Vaccine failure puzzles biologists
Vaccine failure puzzles biologists
By The Associated Press - 5/31/04
Source: The Capital City's Newpapar Online
JACKSON, Wyo. (AP) — Biologists are puzzled why brucellosis exposure rates have spiked among some vaccinated elk.
Disease rates at the Greys River elk feedground have even exceeded the high rates of the 1970s, before the state began vaccinating elk against brucellosis, according to Brandon Scurlock, a biologist with the Wyoming Game and Fish Department.
‘‘To be honest, I have no way of explaining this,'' Scurlock told a recent forum in Pinedale on elk feedgrounds.
Controlling the disease, which can cause animals to abort, is important because it can be transmitted to cattle.
The detection of the disease in cattle caused Wyoming to lose its federal brucellosis-free status earlier this year. That in turn has led to laborious and costly testing requirements.

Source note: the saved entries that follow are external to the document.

//! Route declarations and lookup results.

use std::collections::BTreeMap;
use std::fmt;

use serde::Serialize;

use crate::routing::error::RoutingError;
use crate::routing::matcher::{MethodMatcher, PrefixMatcher};
use crate::routing::pattern::PathPattern;

/// Name of the placeholder that selects the action on wildcard routes.
pub const ACTION_PARAM: &str = "action";

/// Parameters bound from the request path. Values are never coerced.
#[derive(Debug, Clone, Default, PartialEq, Eq, Serialize)]
#[serde(transparent)]
pub struct Params(BTreeMap<String, String>);

impl Params {
    pub fn new() -> Self {
        Self::default()
    }

    pub fn insert(&mut self, name: impl Into<String>, value: impl Into<String>) {
        self.0.insert(name.into(), value.into());
    }

    pub fn get(&self, name: &str) -> Option<&str> {
        self.0.get(name).map(String::as_str)
    }

    pub fn is_empty(&self) -> bool {
        self.0.is_empty()
    }

    pub fn len(&self) -> usize {
        self.0.len()
    }

    pub fn iter(&self) -> impl Iterator<Item = (&str, &str)> {
        self.0.iter().map(|(k, v)| (k.as_str(), v.as_str()))
    }
}

impl<K: Into<String>, V: Into<String>> FromIterator<(K, V)> for Params {
    fn from_iter<I: IntoIterator<Item = (K, V)>>(iter: I) -> Self {
        Self(iter.into_iter().map(|(k, v)| (k.into(), v.into())).collect())
    }
}

/// How an action route picks its action name.
#[derive(Debug, Clone, PartialEq, Eq)]
pub enum ActionRef {
    /// Always the same action (e.g. `pages#start`).
    Fixed(String),
    /// Taken from the `:action` path segment.
    FromPath,
}

/// What a route dispatches to.
#[derive(Debug, Clone, PartialEq, Eq)]
pub enum Endpoint {
    Action { controller: String, action: ActionRef },
    Mount { app: String },
}

impl Endpoint {
    /// `controller#action`, with `controller#:action` for wildcard routes.
    pub fn label(&self) -> String {
        match self {
            Endpoint::Action { controller, action: ActionRef::Fixed(action) } => {
                format!("{controller}#{action}")
            }
            Endpoint::Action { controller, action: ActionRef::FromPath } => {
                format!("{controller}#:{ACTION_PARAM}")
            }
            Endpoint::Mount { app } => format!("{app} (mount)"),
        }
    }
}

/// The resolved dispatch target of a matched request.
#[derive(Debug, Clone, PartialEq, Eq, Serialize)]
#[serde(tag = "kind", rename_all = "snake_case")]
pub enum Target {
    Action {
        controller: String,
        action: String,
    },
    Mounted {
        app: String,
        script_name: String,
        path_info: String,
    },
}

impl Target {
    pub fn action(controller: impl Into<String>, action: impl Into<String>) -> Self {
        Target::Action {
            controller: controller.into(),
            action: action.into(),
        }
    }
}

/// How a route matches request paths.
#[derive(Debug, Clone)]
pub(crate) enum PathMatcher {
    Pattern(PathPattern),
    Prefix(PrefixMatcher),
}

/// A single registered route.
#[derive(Debug, Clone)]
pub struct Route {
    pub(crate) name: Option<String>,
    pub(crate) method: MethodMatcher,
    pub(crate) path: PathMatcher,
    pub(crate) endpoint: Endpoint,
}

impl Route {
    /// Build an action route. Wildcard actions require an `:action` placeholder.
    pub fn action(
        method: MethodMatcher,
        pattern: PathPattern,
        endpoint: Endpoint,
    ) -> Result<Self, RoutingError> {
        if let Endpoint::Action { action: ActionRef::FromPath, .. } = &endpoint {
            if !pattern.has_param(ACTION_PARAM) {
                return Err(RoutingError::MissingActionSegment {
                    pattern: pattern.as_str().to_string(),
                });
            }
        }

        Ok(Self {
            name: None,
            method,
            path: PathMatcher::Pattern(pattern),
            endpoint,
        })
    }

    /// Build a mount that accepts every verb under `prefix`.
    pub fn mount(prefix: &str, app: impl Into<String>) -> Result<Self, RoutingError> {
        Ok(Self {
            name: None,
            method: MethodMatcher::Any,
            path: PathMatcher::Prefix(PrefixMatcher::new(prefix)?),
            endpoint: Endpoint::Mount { app: app.into() },
        })
    }

    pub fn named(mut self, name: impl Into<String>) -> Self {
        self.name = Some(name.into());
        self
    }

    pub fn name(&self) -> Option<&str> {
        self.name.as_deref()
    }

    pub fn endpoint(&self) -> &Endpoint {
        &self.endpoint
    }

    pub fn method(&self) -> &MethodMatcher {
        &self.method
    }

    /// The path as it appears in route listings.
    pub fn path_display(&self) -> String {
        match &self.path {
            PathMatcher::Pattern(pattern) => pattern.to_string(),
            PathMatcher::Prefix(prefix) => prefix.as_str().to_string(),
        }
    }

    /// Resolve this route against a normalized path. The method is checked
    /// by the caller.
    pub(crate) fn resolve(&self, path: &str) -> Option<RouteMatch> {
        match (&self.path, &self.endpoint) {
            (PathMatcher::Pattern(pattern), Endpoint::Action { controller, action }) => {
                let params = pattern.matches(path)?;
                let action = match action {
                    ActionRef::Fixed(name) => name.clone(),
                    ActionRef::FromPath => params.get(ACTION_PARAM)?.to_string(),
                };
                Some(RouteMatch {
                    target: Target::Action {
                        controller: controller.clone(),
                        action,
                    },
                    params,
                    route: self.describe(),
                })
            }
            (PathMatcher::Prefix(prefix), Endpoint::Mount { app }) => {
                let path_info = prefix.strip(path)?;
                Some(RouteMatch {
                    target: Target::Mounted {
                        app: app.clone(),
                        script_name: prefix.as_str().to_string(),
                        path_info: path_info.to_string(),
                    },
                    params: Params::new(),
                    route: self.describe(),
                })
            }
            _ => None,
        }
    }

    fn describe(&self) -> String {
        format!("{} {}", self.method, self.path_display())
    }

    pub fn info(&self) -> RouteInfo {
        RouteInfo {
            name: self.name.clone(),
            verb: self.method.to_string(),
            path: self.path_display(),
            endpoint: self.endpoint.label(),
        }
    }
}

/// A successful lookup.
#[derive(Debug, Clone, PartialEq, Eq, Serialize)]
pub struct RouteMatch {
    pub target: Target,
    pub params: Params,
    /// `VERB /pattern` of the route that matched, for logs.
    pub route: String,
}

impl RouteMatch {
    pub fn controller(&self) -> Option<&str> {
        match &self.target {
            Target::Action { controller, .. } => Some(controller),
            Target::Mounted { .. } => None,
        }
    }

    pub fn action(&self) -> Option<&str> {
        match &self.target {
            Target::Action { action, .. } => Some(action),
            Target::Mounted { .. } => None,
        }
    }
}

/// Outcome of a route table lookup.
#[derive(Debug, Clone, PartialEq, Eq)]
pub enum MatchResult {
    Matched(RouteMatch),
    NotFound,
}

impl MatchResult {
    pub fn is_match(&self) -> bool {
        matches!(self, MatchResult::Matched(_))
    }

    pub fn as_match(&self) -> Option<&RouteMatch> {
        match self {
            MatchResult::Matched(m) => Some(m),
            MatchResult::NotFound => None,
        }
    }

    /// Convert to a `Result`, reporting the request on a miss.
    pub fn into_result(self, method: &str, path: &str) -> Result<RouteMatch, RoutingError> {
        match self {
            MatchResult::Matched(m) => Ok(m),
            MatchResult::NotFound => Err(RoutingError::NotFound {
                method: method.to_string(),
                path: path.to_string(),
            }),
        }
    }
}

/// Row of the route listing.
#[derive(Debug, Clone, PartialEq, Eq, Serialize)]
pub struct RouteInfo {
    pub name: Option<String>,
    pub verb: String,
    pub path: String,
    pub endpoint: String,
}

impl fmt::Display for RouteInfo {
    fn fmt(&self, f: &mut fmt::Formatter<'_>) -> fmt::Result {
        write!(
            f,
            "{:>22} {:<6} {:<36} {}",
            self.name.as_deref().unwrap_or(""),
            self.verb,
            self.path,
            self.endpoint
        )
    }
}

#[cfg(test)]
mod tests {
    use super::*;
    use axum::http::Method;

    #[test]
    fn test_wildcard_route_requires_action_segment() {
        let pattern = PathPattern::parse_with_format("/method_test/:id").unwrap();
        let err = Route::action(
            MethodMatcher::Only(Method::GET),
            pattern,
            Endpoint::Action {
                controller: "method_test".into(),
                action: ActionRef::FromPath,
            },
        )
        .unwrap_err();
        assert!(matches!(err, RoutingError::MissingActionSegment { .. }));
    }

    #[test]
    fn test_resolve_fixed_action() {
        let route = Route::action(
            MethodMatcher::Only(Method::GET),
            PathPattern::parse("/").unwrap(),
            Endpoint::Action {
                controller: "pages".into(),
                action: ActionRef::Fixed("start".into()),
            },
        )
        .unwrap();

        let m = route.resolve("/").unwrap();
        assert_eq!(m.target, Target::action("pages", "start"));
        assert!(m.params.is_empty());
        assert_eq!(m.route, "GET /");
    }

    #[test]
    fn test_resolve_mount() {
        let route = Route::mount("/specs", "spec_runner").unwrap();
        let m = route.resolve("/specs/models/user").unwrap();
        assert_eq!(
            m.target,
            Target::Mounted {
                app: "spec_runner".into(),
                script_name: "/specs".into(),
                path_info: "/models/user".into(),
            }
        );
        assert_eq!(m.controller(), None);
        assert!(route.resolve("/specsfoo").is_none());
    }

    #[test]
    fn test_endpoint_labels() {
        let wildcard = Endpoint::Action {
            controller: "css_test".into(),
            action: ActionRef::FromPath,
        };
        assert_eq!(wildcard.label(), "css_test#:action");
        assert_eq!(
            Endpoint::Mount { app: "spec_runner".into() }.label(),
            "spec_runner (mount)"
        );
    }

    #[test]
    fn test_params_serialize_as_object() {
        let params: Params = [("action", "foo")].into_iter().collect();
        assert_eq!(
            serde_json::to_value(&params).unwrap(),
            serde_json::json!({ "action": "foo" })
        );
    }

    #[test]
    fn test_into_result_reports_request() {
        let err = MatchResult::NotFound.into_result("POST", "/css_test/bar").unwrap_err();
        assert_eq!(err.to_string(), "no route matches POST /css_test/bar");
    }
}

While feedgrounds help keep elk away from cattle by encouraging them to congregate, the same congregation helps spread disease.
About 25 percent of elk on all feedgrounds test positive for exposure to the disease — compared to less than 3 percent of other elk.
Vaccination at the Greys River feedground began in 1985. Brucellosis exposure dropped below 10 percent in the mid-1990s, down from 54 percent in the 1970s.
In 2000, however, rates jumped to 26 percent before hitting 54 percent the following year. This year, 59 percent of elk tested positive.
Biologists originally thought that a weak batch of vaccine given to some elk in 1998 was to blame for the brucellosis rates at the Greys River feedground.
But Scurlock said that theory is no longer plausible because disease rates should have dropped among the elk that have been vaccinated with the correct dosage since then.
He said more tests are needed to find out what is happening.